Disaster recovery planning has the goal of minimizing the effects of a disaster.
Contingency planning deals with providing methods and procedures for dealing with longer-term outages and disasters.
The most critical piece overall is management support.
The Business Impact Analysis (BIA) is a crucial first step in disaster recovery and contingency planning. The goal is to see exactly how a business will be affected by different threats.
Time-loss curves show the total impact over specific time periods.
The main goals of disaster recovery planning is to:
- Improve responsiveness by the employees in different situations.
- Ease confusion by providing written procedures and participation in drills
- Help make logical decisions during a crisis
Disaster Recovery Planning:
A disaster recovery plan is a comprehensive statement of consistent actions to be taken before, during, and after a disruptive event that causes a significant loss of information system resources.
Phases of Development:
The phases of development for a DRP/BCP program should be:
- Business impact analysis
- Strategy development
- Plan development
The 4 primary elements of BCP are:
- Scope plan initiation
- Business impact Analysis – includes vulnerability assessment
- Business continuity plan development
- Plan approval and implementation
Scope and Plan initiation:
Steps involved in the scope and plan initiation include creating an account of the work required, listing the resources to be used and defining the management practices to be employed.
A BCP committee should be formed and given the responsibility to create, implement and test the plan.
Business Impact Analysis:
The purpose of a BIA is to create a document to be used to help understand what impact a disruptive event would have on the business.
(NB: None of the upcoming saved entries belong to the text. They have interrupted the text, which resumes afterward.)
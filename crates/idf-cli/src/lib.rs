// Dweve IDF - Input Data File toolkit
//
// Copyright (c) 2025 Dweve IP B.V. and individual contributors.
//
// SPDX-License-Identifier: Apache-2.0
//
// Licensed under the Apache License, Version 2.0 (the "License");
// you may not use this file except in compliance with the License.
// You may obtain a copy of the License in the LICENSE file at the
// root of this repository or at: http://www.apache.org/licenses/LICENSE-2.0
//
// Unless required by applicable law or agreed to in writing, software
// distributed under the License is distributed on an "AS IS" BASIS,
// WITHOUT WARRANTIES OR CONDITIONS OF ANY KIND, either express or implied.
// See the License for the specific language governing permissions and
// limitations under the License.

//! IDF CLI library for command-line parsing and execution.
//!
//! # Commands
//!
//! - **validate**: Decode an input and check it against an epJSON schema
//! - **inspect**: Print the decoded object structure
//! - **item**: Print objects as positional alpha/numeric fields
//! - **convert**: Convert between legacy IDF text and epJSON
//!
//! Every command takes the epJSON schema with `--schema`. The input format
//! is chosen by extension: `.idf`/`.imf` for legacy text, `.epjson`/`.json`
//! for structured JSON.
//!
//! # Examples
//!
//! ```no_run
//! use idf_cli::commands::{convert, validate};
//!
//! # fn main() -> Result<(), String> {
//! validate("in.idf", "Energy+.schema.epJSON", "text", None)?;
//! convert("in.idf", "Energy+.schema.epJSON", Some("in.epJSON"), None, false, false)?;
//! # Ok(())
//! # }
//! ```
//!
//! # Security
//!
//! Input files larger than `IDF_MAX_FILE_SIZE` bytes (default 1 GB) are
//! rejected before reading.
//!
//! # Logging
//!
//! The binary logs to stderr through `tracing`. `RUST_LOG` overrides the
//! default `idf=info` filter and `--verbose` raises it to `debug`.

pub mod cli;
pub mod commands;
pub mod error;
The business impact analysis has 3 primary goals:
Criticality Prioritization: Critical business units must be identified and prioritized.
Downtime Escalation: Estimate the maximum tolerable downtime (MTD)
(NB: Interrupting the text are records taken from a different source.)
// Dweve IDF - Input Data File toolkit
//
// Copyright (c) 2025 Dweve IP B.V. and individual contributors.
//
// SPDX-License-Identifier: Apache-2.0
//
// Licensed under the Apache License, Version 2.0 (the "License");
// you may not use this file except in compliance with the License.
// You may obtain a copy of the License in the LICENSE file at the
// root of this repository or at: http://www.apache.org/licenses/LICENSE-2.0
//
// Unless required by applicable law or agreed to in writing, software
// distributed under the License is distributed on an "AS IS" BASIS,
// WITHOUT WARRANTIES OR CONDITIONS OF ANY KIND, either express or implied.
// See the License for the specific language governing permissions and
// limitations under the License.

//! Decoder, validator and encoder benchmarks.
//!
//! Measures throughput over synthetic inputs of increasing size built from
//! the standard fixture schema.

use criterion::{black_box, criterion_group, criterion_main, BenchmarkId, Criterion, Throughput};
use idf_core::{decode, encode, validate};
use idf_test::fixtures::standard_schema;
use std::fmt::Write;

const SIZES: &[usize] = &[10, 100, 1_000];

/// `count` zones plus a building and one long schedule.
fn generate_input(count: usize) -> String {
    let mut text = String::from("Building, Bench Building, 0, City, 0.04;\n\n");
    for i in 0..count {
        let _ = writeln!(
            text,
            "Zone,\n  Zone {i},   !- Name\n  {x},  !- X Origin\n  1,  !- Multiplier\n  Autocalculate;  !- Volume\n",
            i = i,
            x = i as f64 * 2.5,
        );
    }
    text.push_str("Schedule:Compact, Sched, Fraction");
    for hour in 1..=count.min(24) {
        let _ = write!(text, ", Until: {}:00, 0.5", hour);
    }
    text.push_str(";\n");
    text
}

fn bench_decode(c: &mut Criterion) {
    let schema = standard_schema();
    let mut group = c.benchmark_group("decode");

    for &size in SIZES {
        let input = generate_input(size);
        group.throughput(Throughput::Bytes(input.len() as u64));
        group.bench_with_input(BenchmarkId::from_parameter(size), &input, |b, input| {
            b.iter(|| decode(black_box(input), &schema))
        });
    }

    group.finish();
}

fn bench_validate(c: &mut Criterion) {
    let schema = standard_schema();
    let mut group = c.benchmark_group("validate");

    for &size in SIZES {
        let document = decode(&generate_input(size), &schema).document;
        group.throughput(Throughput::Elements(document.total_instances() as u64));
        group.bench_with_input(BenchmarkId::from_parameter(size), &document, |b, doc| {
            b.iter(|| validate(black_box(doc), &schema))
        });
    }

    group.finish();
}

fn bench_encode(c: &mut Criterion) {
    let schema = standard_schema();
    let mut group = c.benchmark_group("encode");

    for &size in SIZES {
        let document = decode(&generate_input(size), &schema).document;
        group.throughput(Throughput::Elements(document.total_instances() as u64));
        group.bench_with_input(BenchmarkId::from_parameter(size), &document, |b, doc| {
            b.iter(|| encode(black_box(doc), &schema))
        });
    }

    group.finish();
}

criterion_group!(benches, bench_decode, bench_validate, bench_encode);
criterion_main!(benches);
Resource Requirements: Identify resource requirements for the critical processes.
A business impact analysis generally takes 4 steps:
- Gathering the needed assessment materials
- The vulnerability assessment
- Analyzing the information compiled
- Documenting the results and presenting recommendations to management.
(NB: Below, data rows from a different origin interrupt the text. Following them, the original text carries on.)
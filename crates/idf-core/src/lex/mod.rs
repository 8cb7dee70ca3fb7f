// Dweve IDF - Input Data File toolkit
//
// Copyright (c) 2025 Dweve IP B.V. and individual contributors.
//
// SPDX-License-Identifier: Apache-2.0
//
// Licensed under the Apache License, Version 2.0 (the "License");
// you may not use this file except in compliance with the License.
// You may obtain a copy of the License in the LICENSE file at the
// root of this repository or at: http://www.apache.org/licenses/LICENSE-2.0
//
// Unless required by applicable law or agreed to in writing, software
// distributed under the License is distributed on an "AS IS" BASIS,
// WITHOUT WARRANTIES OR CONDITIONS OF ANY KIND, either express or implied.
// See the License for the specific language governing permissions and
// limitations under the License.

//! Lexical analysis for legacy IDF text.
//!
//! - [`Tokenizer`]: cursor that classifies tokens and scans values
//! - [`SourcePos`]: 1-based line/column positions for diagnostics
//! - [`LexError`]: scanning failures

mod error;
mod span;
mod tokenizer;

pub use error::LexError;
pub use span::SourcePos;
pub use tokenizer::{classify, Number, Token, Tokenizer};
// Dweve IDF - Input Data File toolkit
//
// Copyright (c) 2025 Dweve IP B.V. and individual contributors.
//
// SPDX-License-Identifier: Apache-2.0
//
// Licensed under the Apache License, Version 2.0 (the "License");
// you may not use this file except in compliance with the License.
// You may obtain a copy of the License in the LICENSE file at the
// root of this repository or at: http://www.apache.org/licenses/LICENSE-2.0
//
// Unless required by applicable law or agreed to in writing, software
// distributed under the License is distributed on an "AS IS" BASIS,
// WITHOUT WARRANTIES OR CONDITIONS OF ANY KIND, either express or implied.
// See the License for the specific language governing permissions and
// limitations under the License.

//! Property-based tests for encode/decode round trips.

use idf_core::{decode, encode, Document, Instance, Scalar};
use idf_test::fixtures::{foo_schema, standard_schema};
use proptest::prelude::*;

fn number() -> impl Strategy<Value = Scalar> {
    prop_oneof![
        (-1_000_000_i64..1_000_000).prop_map(Scalar::Integer),
        (-1.0e6_f64..1.0e6).prop_map(Scalar::Real),
        (1.0e-9_f64..1.0e-3).prop_map(Scalar::Real),
    ]
}

/// Text with no delimiters, no escapes and no surrounding whitespace.
fn text() -> impl Strategy<Value = String> {
    "[A-Za-z][A-Za-z0-9 :/._-]{0,20}[A-Za-z0-9]"
}

/// A numeric field as written by hand: plain, signed, exponent, overflowing
/// and non-numeric spellings, or blank.
fn numeric_token() -> impl Strategy<Value = String> {
    prop_oneof![
        "-?[0-9]{1,6}",
        "[+-]?[0-9]{1,4}\\.[0-9]{0,4}",
        "[0-9]\\.[0-9]{1,3}[eE][+-]?[0-9]{1,3}",
        prop::sample::select(vec![
            "1e999",
            "-1E999",
            "1e-400",
            "4.9e-324",
            "1.7976931348623157e308",
            "99999999999999999999",
            "-9223372036854775808",
            "-0.0",
            "12abc",
        ])
        .prop_map(String::from),
        Just(String::new()),
        text(),
    ]
}

/// A string field, possibly blank or carrying escapes.
fn string_token() -> impl Strategy<Value = String> {
    prop_oneof![
        text(),
        Just(String::new()),
        "-?[0-9]{1,4}(\\.[0-9]{1,2})?",
        r"[A-Za-z]{1,6}(\\\\|\\t)[A-Za-z]{1,6}",
    ]
}

/// One statement without its name: type keyword spelling and field tokens.
fn statement() -> impl Strategy<Value = (&'static str, Vec<String>)> {
    let foo = (
        prop::sample::select(vec!["Foo", "FOO", "foo"]),
        prop::collection::vec(numeric_token(), 0..9),
    );
    let coil = (
        prop::sample::select(vec!["Coil:Cooling:Water", "COIL:COOLING:WATER"]),
        (
            string_token(),
            prop_oneof![numeric_token(), Just("autosize".to_string())],
            numeric_token(),
            prop::sample::select(vec!["", "simpleanalysis", "DETAILEDANALYSIS"]),
            0..=4usize,
        )
            .prop_map(|(schedule, flow, temp, analysis, len)| {
                let mut tokens = vec![schedule, flow, temp, analysis.to_string()];
                tokens.truncate(len);
                tokens
            }),
    );
    let schedule = (
        prop::sample::select(vec!["Schedule:Compact", "schedule:compact"]),
        prop::collection::vec(string_token(), 0..8),
    );
    prop_oneof![foo, coil, schedule]
}

/// Legacy text for a list of statements, each with a distinct name.
fn idf_text() -> impl Strategy<Value = String> {
    prop::collection::vec((statement(), any::<bool>()), 1..8).prop_map(|statements| {
        let mut text = String::from("! generated\n");
        for (i, ((keyword, tokens), commented)) in statements.into_iter().enumerate() {
            let sep = if commented { ",  !- field\n  " } else { ", " };
            text.push_str(keyword);
            text.push_str(sep);
            text.push_str(&format!("Object {}", i));
            for token in tokens {
                text.push_str(sep);
                text.push_str(&token);
            }
            text.push_str(";\n");
        }
        text
    })
}

fn foo_instance() -> impl Strategy<Value = Instance> {
    (
        number(),
        number(),
        prop::collection::vec((number(), number()), 0..6),
    )
        .prop_map(|(a, b, groups)| {
            groups.into_iter().fold(
                Instance::new().with_field("a", a).with_field("b", b),
                |inst, (x, y)| inst.with_extension([("x", x), ("y", y)]),
            )
        })
}

fn schedule_instance() -> impl Strategy<Value = Instance> {
    (text(), prop::collection::vec(text(), 0..10)).prop_map(|(limits, data)| {
        data.into_iter().fold(
            Instance::new().with_field("schedule_type_limits_name", limits),
            |inst, field| inst.with_extension([("field", field)]),
        )
    })
}

proptest! {
    #![proptest_config(ProptestConfig::with_cases(500))]

    /// Property: numeric fields and repeating groups survive a round trip.
    #[test]
    fn prop_foo_round_trip(instances in prop::collection::vec(foo_instance(), 1..8)) {
        let schema = foo_schema();
        let mut document = Document::new();
        for (i, instance) in instances.into_iter().enumerate() {
            document.insert("Foo", format!("Foo Item {}", i), instance);
        }

        let text = encode(&document, &schema).unwrap();
        let decoded = decode(&text, &schema);
        prop_assert!(decoded.success, "{:?}", decoded.diagnostics);
        prop_assert_eq!(decoded.document, document);
    }

    /// Property: string fields survive a round trip unchanged.
    #[test]
    fn prop_schedule_round_trip(name in text(), instance in schedule_instance()) {
        let schema = standard_schema();
        let mut document = Document::new();
        document.insert("Schedule:Compact", name, instance);

        let text = encode(&document, &schema).unwrap();
        let decoded = decode(&text, &schema);
        prop_assert!(decoded.success, "{:?}", decoded.diagnostics);
        prop_assert_eq!(decoded.document, document);
    }

    /// Property: escaped characters in strings survive a round trip.
    #[test]
    fn prop_escaped_strings_round_trip(
        prefix in "[A-Za-z]{1,8}",
        special in prop::sample::select(vec!['\\', '\t']),
        suffix in "[A-Za-z]{1,8}",
    ) {
        let schema = standard_schema();
        let value = format!("{}{}{}", prefix, special, suffix);
        let mut document = Document::new();
        document.insert(
            "Schedule:Compact",
            "S",
            Instance::new().with_field("schedule_type_limits_name", value),
        );

        let text = encode(&document, &schema).unwrap();
        prop_assert_eq!(decode(&text, &schema).document, document);
    }

    /// Property: any decoded document survives encode and decode unchanged,
    /// including blank fields, partial groups, padding and extreme numbers.
    #[test]
    fn prop_decoded_text_round_trip(text in idf_text()) {
        let schema = standard_schema();
        let decoded = decode(&text, &schema);
        prop_assert!(decoded.success, "{}: {:?}", text, decoded.diagnostics);
        let document = decoded.document;

        let encoded = encode(&document, &schema).unwrap();
        let again = decode(&encoded, &schema);
        prop_assert!(again.success, "{}: {:?}", encoded, again.diagnostics);
        prop_assert_eq!(again.document, document, "{}", encoded);
    }
}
There is a general 6-step approach to contingency planning:
- Identify critical business functions
- Identify the resources and systems that support these critical functions.
- Estimate potential disasters
- Select planning strategies – how to recover the critical resources and evaluate alternatives. A disaster recovery and contingency plan usually consists of emergency response, recovery andresumption activities.
- Implementing strategies.
- Testing and revisiting the plan.
Plan Approval and Implementation:
Plan approval and implementation consists of:
1. Approval by senior management. (APPROVAL)
2. Creating an awareness of the plan enterprise-wide. (AWARENESS)
3. Maintenance of the plan, including updating when needed. (MAINTENANCE)
End User Environment:
The first issue pertaining to users is how will they be notified of the disaster and who will tell them where to go and when? A tree structure/call list is necessary for this.
The hardware backup procedures should address on-site and off-site strategies. There are 3 main categories of disruption:
Non-Disaster: Disruption in service from device malfunction or user error.
Disaster: Entire facility unusable for a day or longer.
Catastrophe: Major disruption that destroys the facility altogether. Requires a short term and long term solution.
Off-site backup facility options are:
Hot-Site: Fully configured and ready to be operating within a few hours. Expensive but the company has exclusive use.
Warm-Site: Partially configured with some equipment, but not the actual computers.
Cold-Site: Basic environment such as wiring, AC, plumbing is in place, but no equipment. This is the least expensive option but has much longer recovery time.
Different Backup Types:
Incremental: All files changed since the last backup. Removes archive attribute.
Differential: All files changed since the last full backup. Does not remove archive attribute.
Full: All files. Removes archive attribute.
Other backup strategies include:
Electronic Vaulting: Makes an immediate copy of a changed file or transaction and sends it to a remote location where the original backup is stored. Moving backup tapes off-site is also a form of electronic vaulting.
Remote Journaling: Transmitting only the journal or transaction logs to the off-site facility and not the actual files.
Database Shadowing: Database shadowing is similar to remote journaling, but the transactions are shadowed to multiple databases.
Disk Shadowing: Mirrored disks for redundancy.
Disk Duplexing: More than one disk controller is used. If one fails, another takes over.
A company is not considered out of an emergency until it is back at the original site operating under normal circumstances. The least critical systems should be moved back first.
Disaster Recovery Testing:
Reasons for testing include:
- Inform management of the recovery capabilities of the enterprise.
- Verify accuracy of the recovery procedures and identify deficiencies.
- Prepare and train the personnel to execute emergency duties.
- Verify processing capability of the remote backup site.
Disaster recovery tests should be performed at least once a year!
The recovery team is used to get critical business functions running at the alternate site.
The salvage team is used to return the primary site to normal processing conditions.
Tests and Drills:
There are a few different types of tests and drills that can take place, each with its own pros and cons:
Checklist Test: Copies of the DR plan and continuity plan are distributed to each functional area for review.
Structured Walk-Through Test: Group comes together to walk through scenarios in detail.
Simulation Test: DR team or groups of employees come together to simulate a specific scenario.
Parallel Test: Done to ensure that critical systems can perform adequately at the off-site facility. The systems are moved to the alternate site and processing takes place.
Full Interruption Test: Original site is actually shut down and processing takes place at the alternate site.
“Emergency response procedures are the prepared actions that are developed to help people in a crisis situation better cope with the disruption. They are the first line of defense when dealing with a crisis situation”